I have known Mrs Goff for many years, and she has never particularly struck me as the most forthcoming of women (it’s sometimes as much as I can do to elicit a grudging ‘Good morning’ out of her!), and yet here she was, the busy proprietress of an extremely successful bed and breakfast, committing the time and the effort to writing a letter (ten pages in length!) to someone she’d actually never met — someone with whom she’d previously enjoyed only the most rudimentary of telephone conversations.
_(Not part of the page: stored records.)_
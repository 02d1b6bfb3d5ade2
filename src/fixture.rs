//! Demo dataset shown when the backend cannot be reached.

use std::path::Path;

use chrono::{NaiveDate, Utc};

use crate::error::{PortalError, Result};
use crate::ids::{BranchId, SectionId, YearId};
use crate::models::{
    AssignmentRecord, FeeRecord, FeeStatus, Notification, StudentId, StudentRecord, SubmissionStatus,
};

fn class(year: u8, branch: u8, section: u8) -> (YearId, BranchId, SectionId) {
    // Literal fixture ids are always in range.
    (
        YearId::new(year).unwrap_or(YearId::FINAL),
        BranchId::new(branch).unwrap_or(BranchId::FIRST),
        SectionId::new(section).unwrap_or(SectionId::FIRST),
    )
}

fn student(id: u64, name: &str, roll_no: &str, at: (u8, u8, u8), cgpa: f64, fee: FeeStatus) -> StudentRecord {
    let (year, branch, section) = class(at.0, at.1, at.2);
    StudentRecord {
        id: StudentId(id),
        name: name.to_string(),
        roll_no: roll_no.to_string(),
        email: format!("{}@college.edu", name.split_whitespace().next().unwrap_or(name).to_lowercase()),
        phone: format!("98765432{:02}", id % 100),
        year,
        branch,
        section,
        cgpa: Some(cgpa),
        fee_status: Some(fee),
    }
}

pub fn demo_students() -> Vec<StudentRecord> {
    vec![
        student(1, "John Doe", "4YCS001", (4, 1, 1), 8.4, FeeStatus::Paid),
        student(2, "Alice Smith", "4YCS002", (4, 1, 1), 9.1, FeeStatus::Pending),
        student(3, "Bob Johnson", "4YCS003", (4, 1, 2), 7.6, FeeStatus::Paid),
        student(4, "Sneha Gupta", "3ECE001", (3, 2, 1), 8.8, FeeStatus::Pending),
        student(5, "Vikram Nair", "2CSM001", (2, 3, 1), 7.2, FeeStatus::Paid),
        student(6, "Priya Singh", "4YCS004", (4, 1, 3), 8.9, FeeStatus::Paid),
    ]
}

pub fn demo_fees() -> Vec<FeeRecord> {
    demo_students()
        .into_iter()
        .map(|s| {
            let paid = s.fee_status == Some(FeeStatus::Paid);
            let paid_amount = if paid { 100_000 } else { 50_000 };
            FeeRecord {
                student_id: s.id,
                name: s.name,
                roll_no: s.roll_no,
                admission_mode: "Regular".to_string(),
                fee_total: 100_000,
                paid_amount,
                remaining_amount: 100_000 - paid_amount,
                library_fine: if paid { 0 } else { 500 },
                equipment_fine: if paid { 0 } else { 1_000 },
                status: if paid { FeeStatus::Paid } else { FeeStatus::Pending },
                year: Some(s.year),
                branch: Some(s.branch),
                section: Some(s.section),
            }
        })
        .collect()
}

pub fn demo_assignments() -> Vec<AssignmentRecord> {
    let rows = [
        (1, "Aditya Kumar", "4YCS001", "CS101", (2024, 2, 1), (4, 1, 1)),
        (2, "Priya Singh", "4YCS002", "CS102", (2024, 2, 2), (4, 1, 1)),
        (3, "Rajesh Patel", "4YCS003", "CS101", (2024, 2, 3), (4, 1, 2)),
        (4, "Sneha Gupta", "3ECE001", "EC101", (2024, 2, 4), (3, 2, 1)),
        (5, "Vikram Nair", "2CSM001", "ME101", (2024, 2, 5), (2, 3, 1)),
    ];
    rows.into_iter()
        .map(|(id, name, roll_no, course, (y, m, d), (year, branch, section))| {
            let (year_id, branch_id, section_id) = class(year, branch, section);
            AssignmentRecord {
                assignment_id: id,
                student_id: None,
                student_name: name.to_string(),
                student_roll_no: roll_no.to_string(),
                course_id: course.to_string(),
                submitted_at: NaiveDate::from_ymd_opt(y, m, d),
                status: SubmissionStatus::Submitted,
                marks_awarded: None,
                year_id,
                branch_id,
                section_id,
            }
        })
        .collect()
}

pub fn demo_notifications() -> Vec<Notification> {
    let now = Utc::now();
    vec![
        Notification {
            id: 1,
            title: "Fee Submission Deadline".to_string(),
            description: "Please submit your fees by the end of this semester.".to_string(),
            kind: "Fee".to_string(),
            priority: "High".to_string(),
            due_date: NaiveDate::from_ymd_opt(2025, 2, 28),
            created_at: Some(now - chrono::Duration::days(3)),
        },
        Notification {
            id: 2,
            title: "Mid-Semester Exam Schedule Released".to_string(),
            description: "Check the academic calendar for details.".to_string(),
            kind: "Academic".to_string(),
            priority: "Medium".to_string(),
            due_date: NaiveDate::from_ymd_opt(2025, 2, 20),
            created_at: Some(now - chrono::Duration::days(5)),
        },
    ]
}

/// Read a student roster from CSV.
///
/// Columns follow the backend's JSON keys (`id,name,roll_no,email,phone,
/// year,branch,section`); ids may be numerals, codes or letters.
pub fn read_students_csv(path: &Path) -> Result<Vec<StudentRecord>> {
    let mut reader = csv::Reader::from_path(path)?;
    let mut students = Vec::new();
    for (line, row) in reader.deserialize::<StudentRecord>().enumerate() {
        let student = row.map_err(|e| PortalError::Csv(format!("{}: row {}: {e}", path.display(), line + 2)))?;
        students.push(student);
    }
    Ok(students)
}

#[cfg(test)]
mod tests {
    use super::*;
    use std::io::Write;

    #[test]
    fn demo_roster_spans_several_classes() {
        let students = demo_students();
        let branches: std::collections::BTreeSet<u8> = students.iter().map(|s| s.branch.get()).collect();
        assert!(branches.len() >= 3);
        assert_eq!(demo_fees().len(), students.len());
    }

    #[test]
    fn reads_roster_with_mixed_identifier_spellings() {
        let mut file = tempfile::NamedTempFile::new().unwrap();
        writeln!(file, "id,name,roll_no,email,phone,year,branch,section").unwrap();
        writeln!(file, "1,Asha Rao,21001,asha@college.edu,9000000001,4,CSE,A").unwrap();
        writeln!(file, "2,Ravi Teja,21002,ravi@college.edu,9000000002,3rd Year,2,2").unwrap();
        file.flush().unwrap();

        let students = read_students_csv(file.path()).unwrap();
        assert_eq!(students.len(), 2);
        assert_eq!(students[0].branch.get(), 1);
        assert_eq!(students[0].section.get(), 1);
        assert_eq!(students[1].year.get(), 3);
    }

    #[test]
    fn bad_identifier_reports_row() {
        let mut file = tempfile::NamedTempFile::new().unwrap();
        writeln!(file, "id,name,roll_no,email,phone,year,branch,section").unwrap();
        writeln!(file, "1,Asha Rao,21001,asha@college.edu,9000000001,9,CSE,A").unwrap();
        file.flush().unwrap();

        let err = read_students_csv(file.path()).unwrap_err();
        assert!(err.to_string().contains("row 2"));
    }
}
This Miss Squire certainly must have a very successful and dynamic cold-calling technique, I mused, since not only had she clearly impressed Mrs Goff during this short, introductory chat of hers (to the extent that Mrs Goff was willing to offer her reduced rates on two rooms at hardly any notice), but she’d had what sounded like a similar kind of impact on Wincey at The Old Oak — and who can guess how many others in the local vicinity?
During her letter, Mrs Goff mentions, in passing, that Wincey had been told that Mr Booth (‘a practitioner of the Esoteric Sciences’) was ’the by-product of a secret tryst between a prominent individual from the Salvation Army dynasty and one of the legendary Trebors…’
Well, I don’t think it takes too much of a stretch of the imagination to work out which prominent individual from the Sally Army we are automatically meant to think of here: there surely can’t be many individuals more prominent than the Salvation Army’s founder: Sir William Booth, himself (the clue is in the name, I suppose). Although the connection’s never made completely explicit (how could it have been? As an illegitimate son, Mr Booth’s theoretical ancestor would have had no right to claim membership of the family).
But how about the Trebors? A little harder to pin down. I did some research on the internet and found myself unable to find out anything about this ‘legendary’ clan — to the extent that I have now begun to have serious doubts as to whether they even really exist (might Trebor not just be the name of the sweet company itself? Also, quite coincidentally, the name Robert, back to front?).
What I do know is that the company was formed in 1907, that the famous Trebor Extra Strong Mint was launched in 1935, that shortly afterwards they merged with Bassett’s (the Liquorice Allsorts people, formed by George Bassett in 1842) and then still later on with Cadbury’s Schweppes.